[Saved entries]
++++++
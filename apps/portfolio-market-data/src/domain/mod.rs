//! Domain Layer - Core market data types and bookkeeping rules.
//!
//! This layer contains the core domain types for the market data core and
//! the portfolio ledger with no IO. All types here are pure Rust with
//! serialization support.

/// Credential and validity types.
pub mod credential;

/// Market data types (quotes, candles, symbol lookups).
pub mod market;

/// Portfolio ledger value types.
pub mod portfolio;

/// Subscription tracking and reference counting.
pub mod subscription;
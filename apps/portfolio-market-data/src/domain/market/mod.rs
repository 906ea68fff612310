//! Market Data Types
//!
//! Canonical internal representation of the provider's REST payloads:
//! point quotes, daily candle series and symbol lookups. These types are
//! wire-agnostic; decoding lives in the gateway.

use chrono::{DateTime, Utc};
use rust_decimal::Decimal;
use serde::{Deserialize, Serialize};

/// A symbol string (stock ticker).
pub type Symbol = String;

const MILLIS_IN_SECOND: i64 = 1000;

// =============================================================================
// Quote
// =============================================================================

/// Point-in-time quote for a symbol.
///
/// Ephemeral: the core never persists quotes.
#[derive(Debug, Clone, PartialEq, Eq, Serialize, Deserialize)]
pub struct Quote {
    /// Current price.
    pub current: Decimal,
    /// Absolute change since previous close (absent for unknown symbols).
    pub change: Option<Decimal>,
    /// Percentage change since previous close (absent for unknown symbols).
    pub change_percent: Option<Decimal>,
    /// High price of the day.
    pub high: Decimal,
    /// Low price of the day.
    pub low: Decimal,
    /// Open price of the day.
    pub open: Decimal,
    /// Previous close price.
    pub previous_close: Decimal,
}

// =============================================================================
// Candles
// =============================================================================

/// Status flag of a candle series.
#[derive(Debug, Clone, Copy, PartialEq, Eq, Serialize, Deserialize)]
#[serde(rename_all = "snake_case")]
pub enum CandleStatus {
    /// Series carries data.
    Ok,
    /// No data for the requested window.
    NoData,
}

/// Errors raised when a candle series violates its shape invariant.
#[derive(Debug, Clone, PartialEq, Eq, thiserror::Error)]
pub enum SeriesError {
    /// Parallel columns have different lengths.
    #[error("candle columns have mismatched lengths: {0:?}")]
    MismatchedColumns([usize; 6]),

    /// A timestamp cannot be represented as a point in time.
    #[error("candle timestamp out of range: {0}")]
    TimestampOutOfRange(i64),
}

/// Daily candle series stored as parallel columns.
///
/// Invariant: every column has the same length when the status is `Ok`,
/// and every column is empty when the status is `NoData`.
#[derive(Debug, Clone, PartialEq, Eq)]
pub struct CandleSeries {
    status: CandleStatus,
    close: Vec<Decimal>,
    high: Vec<Decimal>,
    low: Vec<Decimal>,
    open: Vec<Decimal>,
    volume: Vec<Decimal>,
    timestamps: Vec<i64>,
    times: Vec<DateTime<Utc>>,
}

impl CandleSeries {
    /// Build a series, checking the column invariant.
    ///
    /// A `NoData` series discards whatever columns were supplied.
    ///
    /// # Errors
    ///
    /// Returns `SeriesError::MismatchedColumns` if an `Ok` series has columns
    /// of different lengths, or `SeriesError::TimestampOutOfRange` if a
    /// timestamp does not fit in milliseconds.
    pub fn new(
        status: CandleStatus,
        close: Vec<Decimal>,
        high: Vec<Decimal>,
        low: Vec<Decimal>,
        open: Vec<Decimal>,
        volume: Vec<Decimal>,
        timestamps: Vec<i64>,
    ) -> Result<Self, SeriesError> {
        if status == CandleStatus::NoData {
            return Ok(Self::no_data());
        }

        let lengths = [
            close.len(),
            high.len(),
            low.len(),
            open.len(),
            volume.len(),
            timestamps.len(),
        ];
        if lengths.iter().any(|&len| len != lengths[0]) {
            return Err(SeriesError::MismatchedColumns(lengths));
        }

        let times = timestamps
            .iter()
            .map(|&seconds| {
                seconds
                    .checked_mul(MILLIS_IN_SECOND)
                    .and_then(DateTime::<Utc>::from_timestamp_millis)
                    .ok_or(SeriesError::TimestampOutOfRange(seconds))
            })
            .collect::<Result<Vec<_>, _>>()?;

        Ok(Self {
            status,
            close,
            high,
            low,
            open,
            volume,
            timestamps,
            times,
        })
    }

    /// An empty series with `NoData` status.
    #[must_use]
    pub const fn no_data() -> Self {
        Self {
            status: CandleStatus::NoData,
            close: Vec::new(),
            high: Vec::new(),
            low: Vec::new(),
            open: Vec::new(),
            volume: Vec::new(),
            timestamps: Vec::new(),
            times: Vec::new(),
        }
    }

    /// Series status.
    #[must_use]
    pub const fn status(&self) -> CandleStatus {
        self.status
    }

    /// Number of candles.
    #[must_use]
    pub fn len(&self) -> usize {
        self.timestamps.len()
    }

    /// Whether the series is empty.
    #[must_use]
    pub fn is_empty(&self) -> bool {
        self.timestamps.is_empty()
    }

    /// Close prices, oldest first.
    #[must_use]
    pub fn close(&self) -> &[Decimal] {
        &self.close
    }

    /// High prices, oldest first.
    #[must_use]
    pub fn high(&self) -> &[Decimal] {
        &self.high
    }

    /// Low prices, oldest first.
    #[must_use]
    pub fn low(&self) -> &[Decimal] {
        &self.low
    }

    /// Open prices, oldest first.
    #[must_use]
    pub fn open(&self) -> &[Decimal] {
        &self.open
    }

    /// Volumes, oldest first.
    #[must_use]
    pub fn volume(&self) -> &[Decimal] {
        &self.volume
    }

    /// Candle timestamps in Unix seconds, oldest first.
    #[must_use]
    pub fn timestamps(&self) -> &[i64] {
        &self.timestamps
    }

    /// Map the close column into an ordered `{value, time}` sequence.
    ///
    /// Timestamps arrive in seconds and are converted to milliseconds.
    #[must_use]
    pub fn price_points(&self) -> Vec<PricePoint> {
        if self.status == CandleStatus::NoData {
            return Vec::new();
        }

        self.close
            .iter()
            .zip(&self.times)
            .map(|(&value, &time)| PricePoint { value, time })
            .collect()
    }
}

/// A single value at a point in time.
#[derive(Debug, Clone, Copy, PartialEq, Eq, Serialize, Deserialize)]
pub struct PricePoint {
    /// The value.
    pub value: Decimal,
    /// When the value applied.
    pub time: DateTime<Utc>,
}

// =============================================================================
// Trades
// =============================================================================

/// A single trade pushed by the stream.
#[derive(Debug, Clone, PartialEq, Eq)]
pub struct TradeTick {
    /// Ticker.
    pub symbol: Symbol,
    /// Trade price.
    pub price: Decimal,
    /// Trade time in Unix milliseconds.
    pub timestamp: i64,
    /// Trade volume.
    pub volume: Decimal,
}

/// Keep only the most recent tick per symbol, in order of first appearance.
#[must_use]
pub fn latest_per_symbol(ticks: Vec<TradeTick>) -> Vec<TradeTick> {
    let mut latest: Vec<TradeTick> = Vec::new();
    for tick in ticks {
        match latest.iter_mut().find(|t| t.symbol == tick.symbol) {
            Some(slot) => *slot = tick,
            None => latest.push(tick),
        }
    }
    latest
}

// =============================================================================
// Symbol Lookup
// =============================================================================

/// One match from a symbol search.
#[derive(Debug, Clone, PartialEq, Eq, Serialize, Deserialize)]
#[serde(rename_all = "camelCase")]
pub struct SymbolDescription {
    /// Human readable description.
    pub description: String,
    /// Display symbol.
    pub display_symbol: String,
    /// Symbol used for quotes and subscriptions.
    pub symbol: Symbol,
    /// Security type (e.g. "Common Stock").
    #[serde(rename = "type")]
    pub security_type: String,
}

/// Result of a symbol search.
#[derive(Debug, Clone, Default, PartialEq, Eq, Serialize, Deserialize)]
pub struct SymbolLookup {
    /// Number of matches reported by the provider.
    pub count: usize,
    /// The matches.
    pub result: Vec<SymbolDescription>,
}

// =============================================================================
// Tests
// =============================================================================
++++++
● **Task directions**: The whole of the data must be given back word for word.

● **Response**:
filename apps/portfolio-market-data/src/domain/mod.rs
//! Domain Layer - Core market data types and bookkeeping rules.
//!
//! This layer contains the core domain types for the market data core and
//! the portfolio ledger with no IO. All types here are pure Rust with
//! serialization support.

/// Credential and validity types.
pub mod credential;

/// Market data types (quotes, candles, symbol lookups).
pub mod market;

/// Portfolio ledger value types.
pub mod portfolio;

/// Subscription tracking and reference counting.
pub mod subscription;
filename apps/portfolio-market-data/src/domain/market/mod.rs
repository 906ea68fff612310
//! Market Data Types
//!
//! Canonical internal representation of the provider's REST payloads:
//! point quotes, daily candle series and symbol lookups. These types are
//! wire-agnostic; decoding lives in the gateway.

use chrono::{DateTime, Utc};
use rust_decimal::Decimal;
use serde::{Deserialize, Serialize};

/// A symbol string (stock ticker).
pub type Symbol = String;

const MILLIS_IN_SECOND: i64 = 1000;

// =============================================================================
// Quote
// =============================================================================

/// Point-in-time quote for a symbol.
///
/// Ephemeral: the core never persists quotes.
#[derive(Debug, Clone, PartialEq, Eq, Serialize, Deserialize)]
pub struct Quote {
    /// Current price.
    pub current: Decimal,
    /// Absolute change since previous close (absent for unknown symbols).
    pub change: Option<Decimal>,
    /// Percentage change since previous close (absent for unknown symbols).
    pub change_percent: Option<Decimal>,
    /// High price of the day.
    pub high: Decimal,
    /// Low price of the day.
    pub low: Decimal,
    /// Open price of the day.
    pub open: Decimal,
    /// Previous close price.
    pub previous_close: Decimal,
}

// =============================================================================
// Candles
// =============================================================================

/// Status flag of a candle series.
#[derive(Debug, Clone, Copy, PartialEq, Eq, Serialize, Deserialize)]
#[serde(rename_all = "snake_case")]
pub enum CandleStatus {
    /// Series carries data.
    Ok,
    /// No data for the requested window.
    NoData,
}

/// Errors raised when a candle series violates its shape invariant.
#[derive(Debug, Clone, PartialEq, Eq, thiserror::Error)]
pub enum SeriesError {
    /// Parallel columns have different lengths.
    #[error("candle columns have mismatched lengths: {0:?}")]
    MismatchedColumns([usize; 6]),

    /// A timestamp cannot be represented as a point in time.
    #[error("candle timestamp out of range: {0}")]
    TimestampOutOfRange(i64),
}

/// Daily candle series stored as parallel columns.
///
/// Invariant: every column has the same length when the status is `Ok`,
/// and every column is empty when the status is `NoData`.
#[derive(Debug, Clone, PartialEq, Eq)]
pub struct CandleSeries {
    status: CandleStatus,
    close: Vec<Decimal>,
    high: Vec<Decimal>,
    low: Vec<Decimal>,
    open: Vec<Decimal>,
    volume: Vec<Decimal>,
    timestamps: Vec<i64>,
    times: Vec<DateTime<Utc>>,
}

impl CandleSeries {
    /// Build a series, checking the column invariant.
    ///
    /// A `NoData` series discards whatever columns were supplied.
    ///
    /// # Errors
    ///
    /// Returns `SeriesError::MismatchedColumns` if an `Ok` series has columns
    /// of different lengths, or `SeriesError::TimestampOutOfRange` if a
    /// timestamp does not fit in milliseconds.
    pub fn new(
        status: CandleStatus,
        close: Vec<Decimal>,
        high: Vec<Decimal>,
        low: Vec<Decimal>,
        open: Vec<Decimal>,
        volume: Vec<Decimal>,
        timestamps: Vec<i64>,
    ) -> Result<Self, SeriesError> {
        if status == CandleStatus::NoData {
            return Ok(Self::no_data());
        }

        let lengths = [
            close.len(),
            high.len(),
            low.len(),
            open.len(),
            volume.len(),
            timestamps.len(),
        ];
        if lengths.iter().any(|&len| len != lengths[0]) {
            return Err(SeriesError::MismatchedColumns(lengths));
        }

        let times = timestamps
            .iter()
            .map(|&seconds| {
                seconds
                    .checked_mul(MILLIS_IN_SECOND)
                    .and_then(DateTime::<Utc>::from_timestamp_millis)
                    .ok_or(SeriesError::TimestampOutOfRange(seconds))
            })
            .collect::<Result<Vec<_>, _>>()?;

        Ok(Self {
            status,
            close,
            high,
            low,
            open,
            volume,
            timestamps,
            times,
        })
    }

    /// An empty series with `NoData` status.
    #[must_use]
    pub const fn no_data() -> Self {
        Self {
            status: CandleStatus::NoData,
            close: Vec::new(),
            high: Vec::new(),
            low: Vec::new(),
            open: Vec::new(),
            volume: Vec::new(),
            timestamps: Vec::new(),
            times: Vec::new(),
        }
    }

    /// Series status.
    #[must_use]
    pub const fn status(&self) -> CandleStatus {
        self.status
    }

    /// Number of candles.
    #[must_use]
    pub fn len(&self) -> usize {
        self.timestamps.len()
    }

    /// Whether the series is empty.
    #[must_use]
    pub fn is_empty(&self) -> bool {
        self.timestamps.is_empty()
    }

    /// Close prices, oldest first.
    #[must_use]
    pub fn close(&self) -> &[Decimal] {
        &self.close
    }

    /// High prices, oldest first.
    #[must_use]
    pub fn high(&self) -> &[Decimal] {
        &self.high
    }

    /// Low prices, oldest first.
    #[must_use]
    pub fn low(&self) -> &[Decimal] {
        &self.low
    }

    /// Open prices, oldest first.
    #[must_use]
    pub fn open(&self) -> &[Decimal] {
        &self.open
    }

    /// Volumes, oldest first.
    #[must_use]
    pub fn volume(&self) -> &[Decimal] {
        &self.volume
    }

    /// Candle timestamps in Unix seconds, oldest first.
    #[must_use]
    pub fn timestamps(&self) -> &[i64] {
        &self.timestamps
    }

    /// Map the close column into an ordered `{value, time}` sequence.
    ///
    /// Timestamps arrive in seconds and are converted to milliseconds.
    #[must_use]
    pub fn price_points(&self) -> Vec<PricePoint> {
        if self.status == CandleStatus::NoData {
            return Vec::new();
        }

        self.close
            .iter()
            .zip(&self.times)
            .map(|(&value, &time)| PricePoint { value, time })
            .collect()
    }
}

/// A single value at a point in time.
#[derive(Debug, Clone, Copy, PartialEq, Eq, Serialize, Deserialize)]
pub struct PricePoint {
    /// The value.
    pub value: Decimal,
    /// When the value applied.
    pub time: DateTime<Utc>,
}

// =============================================================================
// Trades
// =============================================================================

/// A single trade pushed by the stream.
#[derive(Debug, Clone, PartialEq, Eq)]
pub struct TradeTick {
    /// Ticker.
    pub symbol: Symbol,
    /// Trade price.
    pub price: Decimal,
    /// Trade time in Unix milliseconds.
    pub timestamp: i64,
    /// Trade volume.
    pub volume: Decimal,
}

/// Keep only the most recent tick per symbol, in order of first appearance.
#[must_use]
pub fn latest_per_symbol(ticks: Vec<TradeTick>) -> Vec<TradeTick> {
    let mut latest: Vec<TradeTick> = Vec::new();
    for tick in ticks {
        match latest.iter_mut().find(|t| t.symbol == tick.symbol) {
            Some(slot) => *slot = tick,
            None => latest.push(tick),
        }
    }
    latest
}

// =============================================================================
// Symbol Lookup
// =============================================================================

/// One match from a symbol search.
#[derive(Debug, Clone, PartialEq, Eq, Serialize, Deserialize)]
#[serde(rename_all = "camelCase")]
pub struct SymbolDescription {
    /// Human readable description.
    pub description: String,
    /// Display symbol.
    pub display_symbol: String,
    /// Symbol used for quotes and subscriptions.
    pub symbol: Symbol,
    /// Security type (e.g. "Common Stock").
    #[serde(rename = "type")]
    pub security_type: String,
}

/// Result of a symbol search.
#[derive(Debug, Clone, Default, PartialEq, Eq, Serialize, Deserialize)]
pub struct SymbolLookup {
    /// Number of matches reported by the provider.
    pub count: usize,
    /// The matches.
    pub result: Vec<SymbolDescription>,
}

// =============================================================================
// Tests
// =============================================================================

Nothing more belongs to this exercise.